The first line contains one integer $n$ ($1 \le n \le 5\cdot 10^6$) — the number of robots playing this game.

The second line contains one integer $m$ ($1 \le m \le \min(n,200\,000)$).

Each of the next $m$ line contains four integers $p_i$, $k_i$, $b_i$, $w_i$ ($1 \le p_i \le n$, $1 \le k_i \le 10^9+7$, $0 \le b_i ,w_i< k_i$). It's guaranteed that $p_m=n$ and $p_{j-1}<p_{j}$ ($2 \le j \le m$).

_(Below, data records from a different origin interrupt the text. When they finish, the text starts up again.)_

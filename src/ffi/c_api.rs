//! # C API
//!
//! C-compatible FFI functions for iOS and other native platforms.
//!
//! All functions follow the naming convention: `kilt_<action>`. Every
//! operation goes through [`kilt_call`] with a method name and JSON
//! arguments; see the dispatcher for the method list.

use std::os::raw::c_char;

use super::dispatcher;
use super::types::*;

/// Call a core method
///
/// # Arguments
/// * `method` - Method name, e.g. `did_derive_authentication`
/// * `args` - JSON arguments (null for none)
///
/// # Returns
/// FfiResult with JSON data on success. Free it with [`kilt_free_result`].
///
/// # Safety
/// `method` and `args` must be null or valid null-terminated UTF-8 strings.
#[no_mangle]
pub unsafe extern "C" fn kilt_call(method: *const c_char, args: *const c_char) -> FfiResult {
    let method = match cstr_to_string(method) {
        Some(m) => m,
        None => return FfiResult::err(1, "Invalid method name".to_string()),
    };
    let args = if args.is_null() {
        String::new()
    } else {
        match cstr_to_string(args) {
            Some(a) => a,
            None => return FfiResult::err(1, "Invalid arguments".to_string()),
        }
    };

    FfiResult::from_dispatch(dispatcher::dispatch(&method, &args))
}

/// Get KILT DID Core version
///
/// Free the returned string with [`kilt_free_string`].
#[no_mangle]
pub extern "C" fn kilt_version() -> *mut c_char {
    into_c_string(crate::version().to_string())
}

// ============================================================================
// TESTS
// ============================================================================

Arrays $a_j$ and $t_j$ should be generated by the following pseudo code:

seed = 0base = 0function rnd():	ret = seed	seed = (seed * base + 233) mod 1000000007	return retp[0] = 0for i = 1 to m:	seed = b[i]	base = w[i]	for j = p[i - 1] + 1 to p[i]:		t[j] = (rnd() mod 2) + 1		a[j] = (rnd() mod k[i]) + 1
Output

Print a single integer $\left( \prod_{i=1}^{n} ((ans_i \oplus i^2)+1)\right) \bmod 10^9+7$, where $\oplus$ denotes the bitwise XOR operation.

Examples
Input
3
3
1 5 2 3
2 7 1 2
3 2 1 1

Output
100

Input
5000000
2
1919810 998244353 114514 19260817
5000000 233333333 623532 7175

Output
800210675

Input
1
1
1 1 0 0

Output
1

Note

In the first test case $a=[5,5,1]$ and $t=[1,2,2]$.

The robot $1$ discards the card first.

Then robot $2$ discards the card next. Robot $3$ doesn't discard the card next because $dist(1,2)<dist(1,3)$.

Then robot $1$ discards the card next. Robot $3$ doesn't discard the card next because $t_2=t_3$.

If we write down the index of the robot who discards a card in time order, it will be the sequence $[1,2,1,2,1,2,1,2]$. So robots $1$, $2$ and $3$ discard $5$, $5$ and $0$ cards, respectively. And the answer is $(((5 \oplus 1^2)+1)\times((5 \oplus 2^2)+1)\times((0 \oplus 3^2)+1)) \bmod 10^9+7=(5\times 2 \times 10)\bmod 10^9+7=100$.